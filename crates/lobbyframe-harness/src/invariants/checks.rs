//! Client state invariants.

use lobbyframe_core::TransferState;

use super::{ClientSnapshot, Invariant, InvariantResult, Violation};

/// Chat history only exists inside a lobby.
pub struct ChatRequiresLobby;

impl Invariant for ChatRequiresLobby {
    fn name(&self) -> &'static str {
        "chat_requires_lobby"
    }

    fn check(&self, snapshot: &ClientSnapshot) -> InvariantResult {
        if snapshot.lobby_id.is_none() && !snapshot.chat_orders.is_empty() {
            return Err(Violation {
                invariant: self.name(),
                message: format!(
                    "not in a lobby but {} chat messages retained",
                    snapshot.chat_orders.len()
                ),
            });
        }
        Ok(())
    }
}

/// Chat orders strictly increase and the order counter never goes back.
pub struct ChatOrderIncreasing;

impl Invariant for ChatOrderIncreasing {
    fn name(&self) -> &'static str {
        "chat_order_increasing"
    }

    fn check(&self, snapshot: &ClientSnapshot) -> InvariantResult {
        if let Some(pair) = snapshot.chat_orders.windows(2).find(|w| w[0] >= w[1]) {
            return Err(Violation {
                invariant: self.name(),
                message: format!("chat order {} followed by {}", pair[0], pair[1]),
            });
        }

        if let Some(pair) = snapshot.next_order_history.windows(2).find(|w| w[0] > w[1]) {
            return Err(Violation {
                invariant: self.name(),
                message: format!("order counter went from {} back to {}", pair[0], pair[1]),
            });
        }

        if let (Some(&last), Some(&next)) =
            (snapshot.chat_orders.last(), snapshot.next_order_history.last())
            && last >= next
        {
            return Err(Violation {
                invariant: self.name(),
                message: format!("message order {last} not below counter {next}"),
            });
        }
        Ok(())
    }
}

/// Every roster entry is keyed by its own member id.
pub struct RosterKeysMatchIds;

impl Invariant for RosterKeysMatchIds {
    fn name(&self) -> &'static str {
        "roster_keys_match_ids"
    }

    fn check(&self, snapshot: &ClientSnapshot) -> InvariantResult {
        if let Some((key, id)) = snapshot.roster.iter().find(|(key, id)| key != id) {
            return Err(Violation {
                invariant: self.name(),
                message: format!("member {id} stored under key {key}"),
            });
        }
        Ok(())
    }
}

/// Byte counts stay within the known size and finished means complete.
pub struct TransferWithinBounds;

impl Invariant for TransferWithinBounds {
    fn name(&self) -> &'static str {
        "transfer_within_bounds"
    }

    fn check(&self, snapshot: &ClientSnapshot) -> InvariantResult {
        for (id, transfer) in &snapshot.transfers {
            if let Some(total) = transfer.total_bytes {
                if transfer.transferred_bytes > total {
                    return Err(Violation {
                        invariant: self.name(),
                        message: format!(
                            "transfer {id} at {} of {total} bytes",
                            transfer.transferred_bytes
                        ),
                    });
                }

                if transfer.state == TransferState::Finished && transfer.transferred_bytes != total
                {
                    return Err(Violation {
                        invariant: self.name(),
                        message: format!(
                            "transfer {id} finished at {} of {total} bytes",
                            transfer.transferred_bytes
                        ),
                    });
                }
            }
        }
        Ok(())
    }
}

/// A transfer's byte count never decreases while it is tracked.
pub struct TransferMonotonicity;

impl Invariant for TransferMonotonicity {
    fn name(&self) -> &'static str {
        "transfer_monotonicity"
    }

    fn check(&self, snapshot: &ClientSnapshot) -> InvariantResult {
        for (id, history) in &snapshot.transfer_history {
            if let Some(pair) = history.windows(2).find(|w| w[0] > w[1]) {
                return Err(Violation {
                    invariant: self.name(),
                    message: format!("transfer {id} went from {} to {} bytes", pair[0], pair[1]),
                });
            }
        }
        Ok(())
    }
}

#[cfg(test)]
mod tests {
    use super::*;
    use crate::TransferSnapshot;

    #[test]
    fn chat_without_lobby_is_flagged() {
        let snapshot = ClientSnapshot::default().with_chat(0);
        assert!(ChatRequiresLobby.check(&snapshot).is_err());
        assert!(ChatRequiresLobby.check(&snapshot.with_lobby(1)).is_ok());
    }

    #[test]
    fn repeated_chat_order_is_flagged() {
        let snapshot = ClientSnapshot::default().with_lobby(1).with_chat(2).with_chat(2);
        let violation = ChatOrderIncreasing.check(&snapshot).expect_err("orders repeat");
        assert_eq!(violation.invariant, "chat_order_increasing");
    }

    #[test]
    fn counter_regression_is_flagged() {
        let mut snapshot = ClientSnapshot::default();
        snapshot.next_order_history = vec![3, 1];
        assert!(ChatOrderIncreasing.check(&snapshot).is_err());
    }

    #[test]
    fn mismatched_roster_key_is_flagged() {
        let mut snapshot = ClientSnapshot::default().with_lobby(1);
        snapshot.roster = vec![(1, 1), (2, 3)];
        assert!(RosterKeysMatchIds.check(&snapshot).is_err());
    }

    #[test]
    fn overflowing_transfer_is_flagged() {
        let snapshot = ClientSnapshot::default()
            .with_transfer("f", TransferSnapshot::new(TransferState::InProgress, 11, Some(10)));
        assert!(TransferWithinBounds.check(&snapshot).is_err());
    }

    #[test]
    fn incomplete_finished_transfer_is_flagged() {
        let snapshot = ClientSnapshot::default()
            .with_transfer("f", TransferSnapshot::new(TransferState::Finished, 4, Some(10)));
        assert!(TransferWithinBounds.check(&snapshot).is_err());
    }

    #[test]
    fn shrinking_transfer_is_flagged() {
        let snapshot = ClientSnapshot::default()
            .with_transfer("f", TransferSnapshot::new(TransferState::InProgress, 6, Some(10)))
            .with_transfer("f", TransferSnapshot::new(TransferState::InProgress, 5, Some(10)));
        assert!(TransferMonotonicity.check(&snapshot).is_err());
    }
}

• • • • •

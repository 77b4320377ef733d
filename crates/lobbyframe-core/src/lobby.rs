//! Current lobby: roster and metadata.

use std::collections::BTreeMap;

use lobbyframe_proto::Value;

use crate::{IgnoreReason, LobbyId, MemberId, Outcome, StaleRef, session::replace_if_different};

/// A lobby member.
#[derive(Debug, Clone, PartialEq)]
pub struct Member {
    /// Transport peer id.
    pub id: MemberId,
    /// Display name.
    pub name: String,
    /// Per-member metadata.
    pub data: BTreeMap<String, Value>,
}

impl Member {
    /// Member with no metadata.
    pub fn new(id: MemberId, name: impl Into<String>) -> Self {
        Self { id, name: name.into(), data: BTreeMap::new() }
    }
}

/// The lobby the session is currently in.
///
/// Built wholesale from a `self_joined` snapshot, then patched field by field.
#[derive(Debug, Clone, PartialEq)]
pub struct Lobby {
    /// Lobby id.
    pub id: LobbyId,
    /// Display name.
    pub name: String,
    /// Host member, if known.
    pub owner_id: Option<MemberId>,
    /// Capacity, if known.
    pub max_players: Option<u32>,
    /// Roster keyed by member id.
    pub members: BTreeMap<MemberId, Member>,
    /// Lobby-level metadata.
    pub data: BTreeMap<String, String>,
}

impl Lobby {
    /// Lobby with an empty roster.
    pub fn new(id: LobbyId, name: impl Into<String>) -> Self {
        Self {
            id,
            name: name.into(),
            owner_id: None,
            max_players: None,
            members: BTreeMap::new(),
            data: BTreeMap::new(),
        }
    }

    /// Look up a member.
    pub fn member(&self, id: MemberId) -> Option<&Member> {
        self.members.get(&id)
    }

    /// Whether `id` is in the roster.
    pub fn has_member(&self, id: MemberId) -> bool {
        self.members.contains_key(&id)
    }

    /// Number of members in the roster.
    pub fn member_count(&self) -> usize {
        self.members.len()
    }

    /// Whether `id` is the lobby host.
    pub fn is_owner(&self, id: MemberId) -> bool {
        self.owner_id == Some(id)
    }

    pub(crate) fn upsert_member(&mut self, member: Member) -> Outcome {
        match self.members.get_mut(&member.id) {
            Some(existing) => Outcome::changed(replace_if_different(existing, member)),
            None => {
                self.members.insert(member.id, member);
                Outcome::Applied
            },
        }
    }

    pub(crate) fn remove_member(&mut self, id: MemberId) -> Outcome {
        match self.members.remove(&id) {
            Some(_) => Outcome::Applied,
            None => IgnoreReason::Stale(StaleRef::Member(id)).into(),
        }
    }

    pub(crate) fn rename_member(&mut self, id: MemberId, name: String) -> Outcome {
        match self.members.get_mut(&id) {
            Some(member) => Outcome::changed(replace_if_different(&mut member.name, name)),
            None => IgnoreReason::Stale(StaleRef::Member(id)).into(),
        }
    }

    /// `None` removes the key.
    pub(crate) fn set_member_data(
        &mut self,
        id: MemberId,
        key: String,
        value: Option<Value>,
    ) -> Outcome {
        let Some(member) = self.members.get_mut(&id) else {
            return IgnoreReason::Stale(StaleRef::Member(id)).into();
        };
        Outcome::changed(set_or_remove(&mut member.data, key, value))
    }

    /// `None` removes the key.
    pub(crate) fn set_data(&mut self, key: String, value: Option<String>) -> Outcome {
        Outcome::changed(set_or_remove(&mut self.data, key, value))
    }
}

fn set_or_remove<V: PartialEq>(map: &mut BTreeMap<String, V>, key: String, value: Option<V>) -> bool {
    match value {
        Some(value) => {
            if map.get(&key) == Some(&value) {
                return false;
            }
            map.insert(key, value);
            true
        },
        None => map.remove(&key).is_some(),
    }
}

• • • • •

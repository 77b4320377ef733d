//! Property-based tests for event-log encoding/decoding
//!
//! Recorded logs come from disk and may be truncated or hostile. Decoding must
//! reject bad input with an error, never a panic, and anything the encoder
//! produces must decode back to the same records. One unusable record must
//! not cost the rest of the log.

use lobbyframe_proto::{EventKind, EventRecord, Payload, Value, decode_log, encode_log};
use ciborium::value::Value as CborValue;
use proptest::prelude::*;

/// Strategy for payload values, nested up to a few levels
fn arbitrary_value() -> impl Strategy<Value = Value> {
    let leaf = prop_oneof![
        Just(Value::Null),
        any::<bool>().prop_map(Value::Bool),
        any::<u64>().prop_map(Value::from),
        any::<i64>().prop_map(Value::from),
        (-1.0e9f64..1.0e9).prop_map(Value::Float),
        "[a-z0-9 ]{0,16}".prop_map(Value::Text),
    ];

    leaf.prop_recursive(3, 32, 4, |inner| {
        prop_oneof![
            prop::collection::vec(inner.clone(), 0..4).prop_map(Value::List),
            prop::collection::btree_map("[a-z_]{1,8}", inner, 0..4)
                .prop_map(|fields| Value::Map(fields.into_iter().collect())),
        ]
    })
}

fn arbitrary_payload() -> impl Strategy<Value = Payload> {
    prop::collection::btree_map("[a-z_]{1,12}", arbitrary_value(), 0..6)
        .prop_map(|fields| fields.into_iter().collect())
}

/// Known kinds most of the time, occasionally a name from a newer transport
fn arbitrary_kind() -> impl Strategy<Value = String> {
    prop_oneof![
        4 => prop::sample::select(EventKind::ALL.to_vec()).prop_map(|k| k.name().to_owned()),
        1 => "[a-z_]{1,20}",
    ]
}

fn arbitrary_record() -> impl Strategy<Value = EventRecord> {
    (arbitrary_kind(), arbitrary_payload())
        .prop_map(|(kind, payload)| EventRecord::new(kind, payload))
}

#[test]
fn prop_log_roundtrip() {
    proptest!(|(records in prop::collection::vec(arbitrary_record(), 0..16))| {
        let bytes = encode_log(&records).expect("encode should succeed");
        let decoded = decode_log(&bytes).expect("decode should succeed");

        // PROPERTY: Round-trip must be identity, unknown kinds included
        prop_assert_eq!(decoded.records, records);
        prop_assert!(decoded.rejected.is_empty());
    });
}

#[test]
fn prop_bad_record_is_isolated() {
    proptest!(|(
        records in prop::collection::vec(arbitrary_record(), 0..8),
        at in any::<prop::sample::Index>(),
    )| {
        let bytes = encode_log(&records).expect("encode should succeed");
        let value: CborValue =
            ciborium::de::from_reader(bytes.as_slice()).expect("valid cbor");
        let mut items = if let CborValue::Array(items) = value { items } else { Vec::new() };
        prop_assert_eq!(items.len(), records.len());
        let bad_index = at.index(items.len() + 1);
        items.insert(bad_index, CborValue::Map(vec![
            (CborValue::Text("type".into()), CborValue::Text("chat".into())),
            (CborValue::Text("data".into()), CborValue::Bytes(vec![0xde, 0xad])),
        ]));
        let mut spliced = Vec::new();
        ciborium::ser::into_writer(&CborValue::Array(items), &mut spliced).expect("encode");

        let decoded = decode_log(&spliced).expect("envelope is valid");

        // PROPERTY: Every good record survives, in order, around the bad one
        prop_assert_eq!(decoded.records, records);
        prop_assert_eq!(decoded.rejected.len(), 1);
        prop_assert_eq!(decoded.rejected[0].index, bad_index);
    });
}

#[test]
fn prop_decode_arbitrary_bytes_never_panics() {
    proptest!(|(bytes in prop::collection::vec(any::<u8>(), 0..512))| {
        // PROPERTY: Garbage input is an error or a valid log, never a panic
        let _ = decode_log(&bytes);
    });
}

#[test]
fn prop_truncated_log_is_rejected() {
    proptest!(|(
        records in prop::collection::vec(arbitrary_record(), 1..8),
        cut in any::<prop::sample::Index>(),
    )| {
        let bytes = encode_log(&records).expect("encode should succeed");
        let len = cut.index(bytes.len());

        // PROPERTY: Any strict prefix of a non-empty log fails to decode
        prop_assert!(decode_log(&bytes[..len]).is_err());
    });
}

• • • • •

> [To do]: Checking the data above line by line, please work out how many lines include "LobbyId", and reply with the number only.

> [Exercise answer]: 3